For persons with more adequate income, low-income housing may not be something they ever think about. It’s not necessarily true that they don’t care about the less fortunate, though they may not, but the subject of low-income housing is just not on their radar. That is, it’s not on their radar until someone proposes to build low-income housing in their neighborhood. That gets their attention. That changes everything.
And it does, too. That’s a fact: a fact with economic and other considerations. It’s not necessarily an indication of classism or racism or xenophobia. It may just be a rational response to a change that could have many adverse effects – on the value of a person’s property, on traffic congestion and safety and serenity in the neighborhood, on so many other tangible and intangible qualities of life..

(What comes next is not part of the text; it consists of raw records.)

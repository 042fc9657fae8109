//! Fixture-backed chain state.
//!
//! Offline runs and tests supply contract state as a JSON document keyed
//! by contract address; any field a fixture omits reverts, exactly like a
//! contract that does not implement the accessor.

use std::collections::HashMap;
use std::sync::RwLock;

use serde::Deserialize;

use crate::chain::{CallResult, ChainState, Reverted};
use crate::domain::{Address, Amount};

/// Accessor values for one contract. Every field is optional; a missing
/// field reverts.
#[derive(Debug, Clone, Default, Deserialize)]
#[serde(default)]
pub struct ContractFixture {
    pub total_assets: Option<Amount>,
    pub total_supply: Option<Amount>,
    pub price_per_share: Option<Amount>,
    pub api_version: Option<String>,
    pub token: Option<Address>,
    pub rewards: Option<Address>,
    pub management: Option<Address>,
    pub guardian: Option<Address>,
    pub governance: Option<Address>,
    pub deposit_limit: Option<Amount>,
    pub available_deposit_limit: Option<Amount>,
    pub management_fee: Option<Amount>,
    pub performance_fee: Option<Amount>,
    pub activation: Option<Amount>,
    pub name: Option<String>,
    pub keeper: Option<Address>,
    pub strategist: Option<Address>,
    pub emergency_exit: Option<bool>,
    pub health_check: Option<Address>,
    pub do_health_check: Option<bool>,
    pub vault: Option<Address>,
    pub decimals: Option<u32>,
    pub symbol: Option<String>,
    pub token_name: Option<String>,
}

/// Chain state backed by per-address fixtures; mutable behind a lock so
/// tests can move contract state between records.
#[derive(Debug, Default)]
pub struct FixtureChainState {
    contracts: RwLock<HashMap<String, ContractFixture>>,
}

impl FixtureChainState {
    pub fn new() -> Self {
        Self::default()
    }

    /// Load fixtures from a JSON object of `address -> fixture`.
    pub fn from_json(json: &str) -> Result<Self, serde_json::Error> {
        let raw: HashMap<Address, ContractFixture> = serde_json::from_str(json)?;
        let contracts = raw
            .into_iter()
            .map(|(addr, fixture)| (addr.to_string(), fixture))
            .collect();
        Ok(FixtureChainState {
            contracts: RwLock::new(contracts),
        })
    }

    /// Insert or replace the fixture for a contract.
    pub fn set(&self, address: &Address, fixture: ContractFixture) {
        if let Ok(mut contracts) = self.contracts.write() {
            contracts.insert(address.to_string(), fixture);
        }
    }

    /// Update a single contract's fixture in place.
    pub fn update<F: FnOnce(&mut ContractFixture)>(&self, address: &Address, apply: F) {
        if let Ok(mut contracts) = self.contracts.write() {
            apply(contracts.entry(address.to_string()).or_default());
        }
    }

    fn read<T, F>(&self, address: &Address, get: F) -> CallResult<T>
    where
        F: FnOnce(&ContractFixture) -> Option<T>,
    {
        let contracts = self.contracts.read().map_err(|_| Reverted)?;
        contracts
            .get(address.as_str())
            .and_then(get)
            .ok_or(Reverted)
    }
}

impl ChainState for FixtureChainState {
    fn total_assets(&self, vault: &Address) -> CallResult<Amount> {
        self.read(vault, |c| c.total_assets.clone())
    }

    fn total_supply(&self, vault: &Address) -> CallResult<Amount> {
        self.read(vault, |c| c.total_supply.clone())
    }

    fn price_per_share(&self, vault: &Address) -> CallResult<Amount> {
        self.read(vault, |c| c.price_per_share.clone())
    }

    fn api_version(&self, contract: &Address) -> CallResult<String> {
        self.read(contract, |c| c.api_version.clone())
    }

    fn token(&self, vault: &Address) -> CallResult<Address> {
        self.read(vault, |c| c.token.clone())
    }

    fn rewards(&self, contract: &Address) -> CallResult<Address> {
        self.read(contract, |c| c.rewards.clone())
    }

    fn management(&self, vault: &Address) -> CallResult<Address> {
        self.read(vault, |c| c.management.clone())
    }

    fn guardian(&self, vault: &Address) -> CallResult<Address> {
        self.read(vault, |c| c.guardian.clone())
    }

    fn governance(&self, vault: &Address) -> CallResult<Address> {
        self.read(vault, |c| c.governance.clone())
    }

    fn deposit_limit(&self, vault: &Address) -> CallResult<Amount> {
        self.read(vault, |c| c.deposit_limit.clone())
    }

    fn available_deposit_limit(&self, vault: &Address) -> CallResult<Amount> {
        self.read(vault, |c| c.available_deposit_limit.clone())
    }

    fn management_fee(&self, vault: &Address) -> CallResult<Amount> {
        self.read(vault, |c| c.management_fee.clone())
    }

    fn performance_fee(&self, vault: &Address) -> CallResult<Amount> {
        self.read(vault, |c| c.performance_fee.clone())
    }

    fn activation(&self, vault: &Address) -> CallResult<Amount> {
        self.read(vault, |c| c.activation.clone())
    }

    fn strategy_name(&self, strategy: &Address) -> CallResult<String> {
        self.read(strategy, |c| c.name.clone())
    }

    fn strategy_keeper(&self, strategy: &Address) -> CallResult<Address> {
        self.read(strategy, |c| c.keeper.clone())
    }

    fn strategy_strategist(&self, strategy: &Address) -> CallResult<Address> {
        self.read(strategy, |c| c.strategist.clone())
    }

    fn strategy_emergency_exit(&self, strategy: &Address) -> CallResult<bool> {
        self.read(strategy, |c| c.emergency_exit)
    }

    fn strategy_health_check(&self, strategy: &Address) -> CallResult<Address> {
        self.read(strategy, |c| c.health_check.clone())
    }

    fn strategy_do_health_check(&self, strategy: &Address) -> CallResult<bool> {
        self.read(strategy, |c| c.do_health_check)
    }

    fn strategy_vault(&self, strategy: &Address) -> CallResult<Address> {
        self.read(strategy, |c| c.vault.clone())
    }

    fn token_decimals(&self, token: &Address) -> CallResult<u32> {
        self.read(token, |c| c.decimals)
    }

    fn token_symbol(&self, token: &Address) -> CallResult<String> {
        self.read(token, |c| c.symbol.clone())
    }

    fn token_name(&self, token: &Address) -> CallResult<String> {
        self.read(token, |c| c.token_name.clone())
    }
}

#[cfg(test)]
mod tests {
    use super::*;

    fn addr(n: u8) -> Address {
        Address::parse(&format!("0x{:040x}", n)).unwrap()
    }

    #[test]
    fn test_missing_contract_reverts() {
        let chain = FixtureChainState::new();
        assert_eq!(chain.total_assets(&addr(1)), Err(Reverted));
    }

    #[test]
    fn test_missing_field_reverts() {
        let chain = FixtureChainState::new();
        chain.set(
            &addr(1),
            ContractFixture {
                total_assets: Some(Amount::from_u64(100)),
                ..Default::default()
            },
        );
        assert_eq!(chain.total_assets(&addr(1)), Ok(Amount::from_u64(100)));
        assert_eq!(chain.total_supply(&addr(1)), Err(Reverted));
    }

    #[test]
    fn test_update_in_place() {
        let chain = FixtureChainState::new();
        chain.update(&addr(1), |c| c.total_supply = Some(Amount::from_u64(7)));
        chain.update(&addr(1), |c| c.total_assets = Some(Amount::from_u64(9)));
        assert_eq!(chain.total_supply(&addr(1)), Ok(Amount::from_u64(7)));
        assert_eq!(chain.total_assets(&addr(1)), Ok(Amount::from_u64(9)));
    }

    #[test]
    fn test_from_json() {
        let json = r#"{
            "0x0000000000000000000000000000000000000001": {
                "api_version": "0.4.3",
                "total_assets": "1000"
            }
        }"#;
        let chain = FixtureChainState::from_json(json).unwrap();
        assert_eq!(chain.api_version(&addr(1)), Ok("0.4.3".to_string()));
        assert_eq!(
            chain.total_assets(&addr(1)),
            Ok(Amount::from_u64(1000))
        );
    }
}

These are not unreasonable concerns, but we live in a time when people who express them are demonized as elitists and bigots –and so, few dare to, openly.
But that creates other problems. For instance, what if someone proposes to build low-income housing and local officials approve the plan, but those same local officials later encounter resistance from the affected community?
What do they do? Do they go back to the developer whose plan they approved and say, “Sorry, we changed our minds. Our constituents, the people we were elected to serve, don’t want this project”?
In this day and age, probably not. Instead, they make excuses, dawdle and delay, and hope that the developer will get the message and just go away.
Is that what’s going on with Ed Hightower’s Sunnybrook low-income housing development in Alton?
We don’t know, but it sure looks like it.
The proposed development deserves to be considered, and approved or rejected, on its merits, publicly. Let’s stop playing games and do this the right way.